Collected data entries:
use crate::db;
use crate::ipc::error::{err, ok};
use crate::ipc::types::{AppState, Request};
use serde_json::json;
use std::path::{Path, PathBuf};

/// Opens (creating if needed) the workspace store and makes it current.
/// Any open builder session belongs to the previous workspace and is dropped.
pub fn select_workspace(state: &mut AppState, path: &Path) -> anyhow::Result<()> {
    let conn = db::open_db(path)?;
    if state.builder.take().is_some() {
        tracing::info!("builder session discarded on workspace change");
    }
    state.workspace = Some(path.to_path_buf());
    state.db = Some(conn);
    tracing::info!(workspace = %path.display(), "workspace selected");
    Ok(())
}

fn handle_health(state: &mut AppState, req: &Request) -> serde_json::Value {
    ok(
        &req.id,
        json!({
            "version": env!("CARGO_PKG_VERSION"),
            "workspacePath": state.workspace.as_ref().map(|p| p.to_string_lossy().to_string()),
            "builderOpen": state.builder.is_some()
        }),
    )
}

fn handle_workspace_select(state: &mut AppState, req: &Request) -> serde_json::Value {
    let p = req
        .params
        .get("path")
        .and_then(|v| v.as_str())
        .map(PathBuf::from);
    let Some(path) = p else {
        return err(&req.id, "bad_params", "missing params.path", None);
    };

    match select_workspace(state, &path) {
        Ok(()) => ok(&req.id, json!({ "workspacePath": path.to_string_lossy() })),
        Err(e) => err(&req.id, "db_open_failed", format!("{e:#}"), None),
    }
}

pub fn try_handle(state: &mut AppState, req: &Request) -> Option<serde_json::Value> {
    match req.method.as_str() {
        "health" => Some(handle_health(state, req)),
        "workspace.select" => Some(handle_workspace_select(state, req)),
        _ => None,
    }
}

__What is needed__. Give the number of lines in the entries above that contain the string "session", and nothing more.

__Final answer__. 2